Streaming into Keelung harbour, Formosa, October 8, the USS Brickenridge was filmed bringing in the first Nike-Hercules battalion to be sent from the U.
Streaming into Keelung harbour, Formosa, October 8, the USS Brickenridge was filmed bringing in the first Nike-Hercules battalion to be sent from the U.S. to the Far East.
Thirty-four of the four-ton, ground-to-air missiles were on board. A similar shipment was also being unloaded from the USS Wyoming.
Lt. Col. Bernard I. Greenberg, commander of the Battalion, seen on film, said on arrival that there was a "high possibility" that the missiles would be turned over to the Chinese Army.
But he denied that they would be handed over in the near future. In any event 52 week's intensive training would be needed before the Chinese could handle the complicated rocket.

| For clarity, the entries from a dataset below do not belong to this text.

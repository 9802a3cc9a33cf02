//! 不正検知レコードのストレージ層
//!
//! 検知レコードはスコアリングエンジンが書き込み、レビュー結果の列だけを一括レビューが更新する。
//! 一括レビューで使う取得・更新は呼び出し側のトランザクション接続を受け取る。

use crate::common::error::{RegistryError, RegistryResult};
use crate::types::{
    ComponentScores, FlaggedDetection, ProximityRef, Resolution, ResolutionPatch, Severity,
};
use chrono::{DateTime, Utc};
use sqlx::{SqliteConnection, SqlitePool};

const DETECTION_SELECT: &str = r#"
    SELECT d.id, d.submission_id, d.owner_id, o.display_name AS owner_name, d.computed_at,
           d.gps_latitude, d.gps_longitude,
           d.gps_cluster_score, d.speed_score, d.straightline_score, d.duplicate_score,
           d.timing_score, d.total_score, d.severity, d.proximity_refs,
           d.resolution, d.resolution_notes, d.reviewed_by, d.reviewed_at
    FROM fraud_detections d
    LEFT JOIN owners o ON o.id = d.owner_id
"#;

/// 検知レコードストレージ
#[derive(Clone)]
pub struct DetectionStorage {
    pool: SqlitePool,
}

/// sqlx::FromRow用の行構造体
#[derive(Debug, sqlx::FromRow)]
struct DetectionRow {
    id: String,
    submission_id: String,
    owner_id: String,
    owner_name: Option<String>,
    computed_at: String,
    gps_latitude: Option<f64>,
    gps_longitude: Option<f64>,
    gps_cluster_score: f64,
    speed_score: f64,
    straightline_score: f64,
    duplicate_score: f64,
    timing_score: f64,
    total_score: f64,
    severity: String,
    proximity_refs: String,
    resolution: Option<String>,
    resolution_notes: Option<String>,
    reviewed_by: Option<String>,
    reviewed_at: Option<String>,
}

fn parse_timestamp(field: &str, value: &str) -> RegistryResult<DateTime<Utc>> {
    DateTime::parse_from_rfc3339(value)
        .map(|dt| dt.with_timezone(&Utc))
        .map_err(|e| RegistryError::Database(format!("Failed to parse {}: {}", field, e)))
}

impl TryFrom<DetectionRow> for FlaggedDetection {
    type Error = RegistryError;

    fn try_from(row: DetectionRow) -> Result<Self, Self::Error> {
        let severity: Severity = row.severity.parse().map_err(RegistryError::Database)?;
        let resolution = row
            .resolution
            .as_deref()
            .map(str::parse::<Resolution>)
            .transpose()
            .map_err(RegistryError::Database)?;
        let proximity_refs: Vec<ProximityRef> = serde_json::from_str(&row.proximity_refs)
            .map_err(|e| RegistryError::Database(format!("Failed to parse proximity_refs: {}", e)))?;
        let reviewed_at = row
            .reviewed_at
            .as_deref()
            .map(|v| parse_timestamp("reviewed_at", v))
            .transpose()?;

        Ok(FlaggedDetection {
            id: row.id,
            submission_id: row.submission_id,
            owner_id: row.owner_id,
            owner_name: row.owner_name,
            computed_at: parse_timestamp("computed_at", &row.computed_at)?,
            latitude: row.gps_latitude,
            longitude: row.gps_longitude,
            scores: ComponentScores {
                gps_cluster: row.gps_cluster_score,
                speed: row.speed_score,
                straightline: row.straightline_score,
                duplicate: row.duplicate_score,
                timing: row.timing_score,
            },
            total_score: row.total_score,
            severity,
            resolution,
            resolution_notes: row.resolution_notes,
            reviewed_by: row.reviewed_by,
            reviewed_at,
            proximity_refs,
        })
    }
}

fn into_detections(rows: Vec<DetectionRow>) -> RegistryResult<Vec<FlaggedDetection>> {
    rows.into_iter()
        .map(FlaggedDetection::try_from)
        .collect::<Result<Vec<_>, _>>()
}

/// ID集合をjson_eachで展開できるJSON配列にする
fn json_array(ids: &[String]) -> RegistryResult<String> {
    serde_json::to_string(ids).map_err(|e| RegistryError::Internal(e.to_string()))
}

impl DetectionStorage {
    /// 新しいストレージインスタンスを作成
    pub fn new(pool: SqlitePool) -> Self {
        Self { pool }
    }

    /// 提出者の表示名を登録・更新
    pub async fn upsert_owner(&self, owner_id: &str, display_name: &str) -> RegistryResult<()> {
        sqlx::query(
            "INSERT INTO owners (id, display_name) VALUES (?, ?) \
             ON CONFLICT(id) DO UPDATE SET display_name = excluded.display_name",
        )
        .bind(owner_id)
        .bind(display_name)
        .execute(&self.pool)
        .await
        .map_err(|e| RegistryError::from_sqlx("Failed to upsert owner", e))?;
        Ok(())
    }

    /// 検知レコードを登録（スコアリングエンジンからの取り込み用）
    pub async fn insert(&self, detection: &FlaggedDetection) -> RegistryResult<()> {
        let refs = serde_json::to_string(&detection.proximity_refs)
            .map_err(|e| RegistryError::Internal(e.to_string()))?;

        sqlx::query(
            r#"INSERT INTO fraud_detections (
                id, submission_id, owner_id, computed_at, gps_latitude, gps_longitude,
                gps_cluster_score, speed_score, straightline_score, duplicate_score, timing_score,
                total_score, severity, proximity_refs,
                resolution, resolution_notes, reviewed_by, reviewed_at
            ) VALUES (?, ?, ?, ?, ?, ?, ?, ?, ?, ?, ?, ?, ?, ?, ?, ?, ?, ?)"#,
        )
        .bind(&detection.id)
        .bind(&detection.submission_id)
        .bind(&detection.owner_id)
        .bind(detection.computed_at.to_rfc3339())
        .bind(detection.latitude)
        .bind(detection.longitude)
        .bind(detection.scores.gps_cluster)
        .bind(detection.scores.speed)
        .bind(detection.scores.straightline)
        .bind(detection.scores.duplicate)
        .bind(detection.scores.timing)
        .bind(detection.total_score)
        .bind(detection.severity.as_str())
        .bind(refs)
        .bind(detection.resolution.map(|r| r.as_str()))
        .bind(&detection.resolution_notes)
        .bind(&detection.reviewed_by)
        .bind(detection.reviewed_at.map(|t| t.to_rfc3339()))
        .execute(&self.pool)
        .await
        .map_err(|e| RegistryError::from_sqlx("Failed to insert fraud detection", e))?;

        Ok(())
    }

    /// IDで検知レコードを取得
    pub async fn get(&self, id: &str) -> RegistryResult<Option<FlaggedDetection>> {
        let sql = format!("{} WHERE d.id = ?", DETECTION_SELECT);
        let row = sqlx::query_as::<_, DetectionRow>(&sql)
            .bind(id)
            .fetch_optional(&self.pool)
            .await
            .map_err(|e| RegistryError::from_sqlx("Failed to get fraud detection", e))?;

        row.map(FlaggedDetection::try_from).transpose()
    }

    /// クラスタ候補（未レビューかつGPSクラスタスコアが正）を取得
    ///
    /// `owner_scope`がSomeの場合はその提出者に限定する。空集合なら結果も空。
    pub async fn list_cluster_candidates(
        &self,
        owner_scope: Option<&[String]>,
    ) -> RegistryResult<Vec<FlaggedDetection>> {
        let base = format!(
            "{} WHERE d.resolution IS NULL AND d.gps_cluster_score > 0",
            DETECTION_SELECT
        );

        let rows = match owner_scope {
            Some([]) => return Ok(Vec::new()),
            Some(owners) => {
                let sql = format!(
                    "{} AND d.owner_id IN (SELECT value FROM json_each(?)) ORDER BY d.id",
                    base
                );
                sqlx::query_as::<_, DetectionRow>(&sql)
                    .bind(json_array(owners)?)
                    .fetch_all(&self.pool)
                    .await
            }
            None => {
                let sql = format!("{} ORDER BY d.id", base);
                sqlx::query_as::<_, DetectionRow>(&sql)
                    .fetch_all(&self.pool)
                    .await
            }
        }
        .map_err(|e| RegistryError::from_sqlx("Failed to list cluster candidates", e))?;

        into_detections(rows)
    }

    /// トランザクション内でID集合の検知レコードを取得
    ///
    /// 存在しないIDは結果に含まれない。
    pub async fn fetch_by_ids(
        &self,
        conn: &mut SqliteConnection,
        ids: &[String],
    ) -> RegistryResult<Vec<FlaggedDetection>> {
        if ids.is_empty() {
            return Ok(Vec::new());
        }
        let sql = format!(
            "{} WHERE d.id IN (SELECT value FROM json_each(?)) ORDER BY d.id",
            DETECTION_SELECT
        );
        let rows = sqlx::query_as::<_, DetectionRow>(&sql)
            .bind(json_array(ids)?)
            .fetch_all(&mut *conn)
            .await
            .map_err(|e| RegistryError::from_sqlx("Failed to fetch fraud detections", e))?;

        into_detections(rows)
    }

    /// トランザクション内でID集合にレビュー結果を設定
    ///
    /// 更新件数を返す。
    pub async fn update_many(
        &self,
        conn: &mut SqliteConnection,
        ids: &[String],
        patch: &ResolutionPatch,
    ) -> RegistryResult<u64> {
        if ids.is_empty() {
            return Ok(0);
        }
        let result = sqlx::query(
            "UPDATE fraud_detections \
             SET resolution = ?, resolution_notes = ?, reviewed_by = ?, reviewed_at = ? \
             WHERE id IN (SELECT value FROM json_each(?))",
        )
        .bind(patch.resolution.as_str())
        .bind(&patch.notes)
        .bind(&patch.reviewed_by)
        .bind(patch.reviewed_at.to_rfc3339())
        .bind(json_array(ids)?)
        .execute(&mut *conn)
        .await
        .map_err(|e| RegistryError::from_sqlx("Failed to update fraud detections", e))?;

        Ok(result.rows_affected())
    }
}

Lt. Col. Greenberg said his mission was to defend the air space Formosa in case of enemy attack. Describing it as a very accurate missile, he said: "Give us an enemy plane and we'll get it."
He said the Nike-Hercules, which is guided by three radars, was capable of out-manoeuvring any plane in existence or even on the draft board. It has a speed in excess 1,500 miles an hour and a range of 75 miles.
The missile, the first operational rocket to be armed with either nuclear or conventional warhead, can destroy enemy planes singly or in flight formation. Lt. Col. Greenberg refused to say whether any nuclear war-heads had been brought to Formosa.
The battalion and its 703 men will be divided into four batteries to be stationed at four hurriedly constructed launching sites on the island.
Already installed on the island are U.S. Mayador ground-to-ground missiles capable of destroying enemy air fields and gun positions on the mainland.